Ojo, constato una notable diferencia, no discuto las razones y puedo admitir que esta no reside únicamente en un privilegio original que sienta sus bases en comportamientos arbitrarios de reyes, príncipes o nobles de la Edad Media o Moderna (o en concesiones tras períodos de guerra), aunque estoy seguro de que el capital inicial y acumulado está en el germen de esta desigualdad. Seguramente haya un capital cultural y moral diferente que se traduce en un diferente uso del dinero público, un concepto del bienestar también distinto. No lo sé, pero cualquiera puede apreciar los matices.
Paseando por Córdoba, Granada, Úbeda o Baeza fui más consciente de mi educación, de mi educación que es también una herencia cultural asumida como cierta y apenas discutida. Entrando en sus mezquitas, palacios y sinagogas aprecié más que nunca mi condición de cristiano, católico y romano, aunque no vaya a misa ni lea a diario los evangelios. Sin querer, me di cuenta de que tenía interiorizada una historia de buenos y malos, de invasores y «reconquistadores», de otredad no suficientemente contemplada y, sobre todo, de vasta e inabarcable ignorancia.
Lo mismo sucede en cuestiones más pedestres. Caminando por la grava de las playas de Salobreña era un chico de interior. Subiendo las cuestas de Granada o Cazorla, un chico de meseta; de cerros, sí, pero sobre todo de páramos y explanadas. A mediodía en Córdoba, un chico de la estepa, de un clima continental, sí, pero a 800 metros de altitud, necesitado no tanto de oxígeno como de aire fresco. Puede que, como decía Cela, el nacionalismo se cure viajando, pero para ello se hace muy necesario conocer las raíces, sus porqués, los orígenes propios para entender que la diversidad es un valor y no un motivo para la escisión, que la pluralidad y las diferencias están en el ADN de una comunidad que para estar unida solo tiene que articular vías de comunicación, transporte y empatía para entenderse y ayudarse, para sustituir la guerra o el conflicto por mecanismos de solidaridad e intercambio justo entre linces y osos, entre la costa y el interior, entre el mar y la montaña, entre los bosques de coníferas y los de especies caducifolias.

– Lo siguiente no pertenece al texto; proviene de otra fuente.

use std::collections::HashMap;

use async_trait::async_trait;
use tokio::sync::RwLock;
use tracing::debug;

use crate::type_source::TypeDetailsSource;
use schema::TypeDetails;

/// Memoizes type records from an inner source across requests.
///
/// Only successful lookups are stored; a miss is retried on the next call.
#[derive(Debug, Default)]
pub struct CachedTypeSource<S> {
    inner: S,
    entries: RwLock<HashMap<String, TypeDetails>>,
}

impl<S> CachedTypeSource<S> {
    pub fn new(inner: S) -> Self {
        Self {
            inner,
            entries: RwLock::new(HashMap::new()),
        }
    }

    pub async fn len(&self) -> usize {
        self.entries.read().await.len()
    }

    pub async fn is_empty(&self) -> bool {
        self.entries.read().await.is_empty()
    }

    pub async fn clear(&self) {
        self.entries.write().await.clear();
    }
}

#[async_trait]
impl<S> TypeDetailsSource for CachedTypeSource<S>
where
    S: TypeDetailsSource,
{
    async fn type_details(&self, type_name: &str) -> Option<TypeDetails> {
        if let Some(hit) = self.entries.read().await.get(type_name) {
            debug!(type_name, "type details cache hit");
            return Some(hit.clone());
        }

        let details = self.inner.type_details(type_name).await?;
        self.entries
            .write()
            .await
            .insert(type_name.to_string(), details.clone());
        Some(details)
    }
}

Si antes reclamaba el íntimo y exclusivo, que no necesariamente privado, derecho a sentirse de donde a uno le dé la gana y proclamarlo (y defenderlo), también reivindico la legítima aspiración de no tener que elegir entre Córdoba y Granada, entre Burgos y Salamanca o entre Barcelona y Madrid. Y sostengo que no solo tenemos el derecho, sino la obligación, de conocer y valorar nuestro pasado prehistórico, griego, romano o cartaginés, visigodo, musulmán, judío, cristiano, humanista, ilustrado e incluso castrense o dictatorial para entender lo que somos y no estar obligados a elegir; no solo sentirnos, sino ser lo que nos dé la gana en un marco de convivencia, comercio justo y disputa en buena lid por la defensa de ideas, ideales e incluso ideologías, pues aunque estas me gusten muy poco la historia nos dice que peor es negarlas.
Y no pasa nada por decir en alto que todo esto es posible en el actual estado de cosas y en esta unidad territorial y política que llamamos España, al menos para los que aún podemos decir este nombre sin exaltarnos ni avergonzarnos, para los que viajamos por ella llenos de dudas, conscientes de nuestra ignorancia, de lo maniqueísta de nuestra pobre y limitada perspectiva histórica, pero orgullosos de que en ella quepan lugares como la mezquita de Córdoba, la Alhambra y la capilla real de Granada o la sinagoga del agua de Úbeda. Para los que escuchamos, y disfrutamos por igual, a Paco de Lucía, al maestro Rodrigo, Isaac Albéniz, Joaquín Sabina, Joan Manuel Serrat o a Pau Casals.